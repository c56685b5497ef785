//! Rate-limited MangaDex API client.

use super::rate_limiter::{RateBudget, RateLimiter};
use super::types::*;
use anyhow::{Context, Result};
use reqwest::{Client, StatusCode};
use std::time::Duration;
use thiserror::Error;
use tracing::debug;

/// Error from a single API fetch.
///
/// Callers branch on success versus failure only; the variants exist for
/// diagnostics, not for control flow.
#[derive(Debug, Error)]
pub enum ApiError {
    /// The upstream could not be reached at all
    #[error("request to {url} failed: {source}")]
    Transport {
        url: String,
        #[source]
        source: reqwest::Error,
    },

    /// The upstream answered with something other than 200
    #[error("unexpected status {status} from {url}")]
    Status { url: String, status: StatusCode },

    /// The body could not be read or did not match the expected schema
    #[error("could not decode response from {url}: {source}")]
    Decode {
        url: String,
        #[source]
        source: reqwest::Error,
    },
}

/// MangaDex REST API client.
///
/// Every fetch goes through one shared rate limiter; a permit is consumed
/// per call whether or not the call succeeds, and a single failed attempt
/// is a single reported failure (no retries).
pub struct MangaDexClient {
    /// HTTP client
    client: Client,
    /// Base URL for the MangaDex API
    base_url: String,
    /// Shared request-rate limiter
    limiter: RateLimiter,
}

impl MangaDexClient {
    /// Create a new MangaDex client
    pub fn new(base_url: String, budget: RateBudget, timeout: Duration) -> Result<Self> {
        let client = Client::builder()
            .timeout(timeout)
            .user_agent(concat!("dex-embed/", env!("CARGO_PKG_VERSION")))
            .build()
            .context("Failed to create HTTP client")?;

        Ok(Self {
            client,
            base_url,
            limiter: RateLimiter::new(budget),
        })
    }

    /// Make a rate-limited GET request and decode the response
    async fn get<T: serde::de::DeserializeOwned>(&self, path: &str) -> Result<T, ApiError> {
        let url = format!("{}{}", self.base_url, path);

        self.limiter.acquire().await;

        debug!(url = %url, "Making API request");

        let response = self.client.get(&url).send().await.map_err(|source| {
            ApiError::Transport {
                url: url.clone(),
                source,
            }
        })?;

        let status = response.status();
        if status != StatusCode::OK {
            return Err(ApiError::Status { url, status });
        }

        response
            .json::<T>()
            .await
            .map_err(|source| ApiError::Decode { url, source })
    }

    /// Fetch a manga record by id
    pub async fn get_manga(&self, id: &str) -> Result<MangaData, ApiError> {
        let response: EntityResponse<MangaData> = self.get(&format!("/manga/{}", id)).await?;
        Ok(response.data)
    }

    /// Fetch an author record by id
    pub async fn get_author(&self, id: &str) -> Result<AuthorData, ApiError> {
        let response: EntityResponse<AuthorData> = self.get(&format!("/author/{}", id)).await?;
        Ok(response.data)
    }

    /// Fetch a cover art record by id
    pub async fn get_cover(&self, id: &str) -> Result<CoverData, ApiError> {
        let response: EntityResponse<CoverData> = self.get(&format!("/cover/{}", id)).await?;
        Ok(response.data)
    }
}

-*-*-

*TASK TO COMPLETE*
From the first line of the records to the line containing "pub enum ApiError", inclusive, transcribe everything exactly and leave out the rest.

*SOLUTION BELOW*
repository c56685b5497ef785
//! Rate-limited MangaDex API client.

use super::rate_limiter::{RateBudget, RateLimiter};
use super::types::*;
use anyhow::{Context, Result};
use reqwest::{Client, StatusCode};
use std::time::Duration;
use thiserror::Error;
use tracing::debug;

/// Error from a single API fetch.
///
/// Callers branch on success versus failure only; the variants exist for
/// diagnostics, not for control flow.
#[derive(Debug, Error)]
pub enum ApiError {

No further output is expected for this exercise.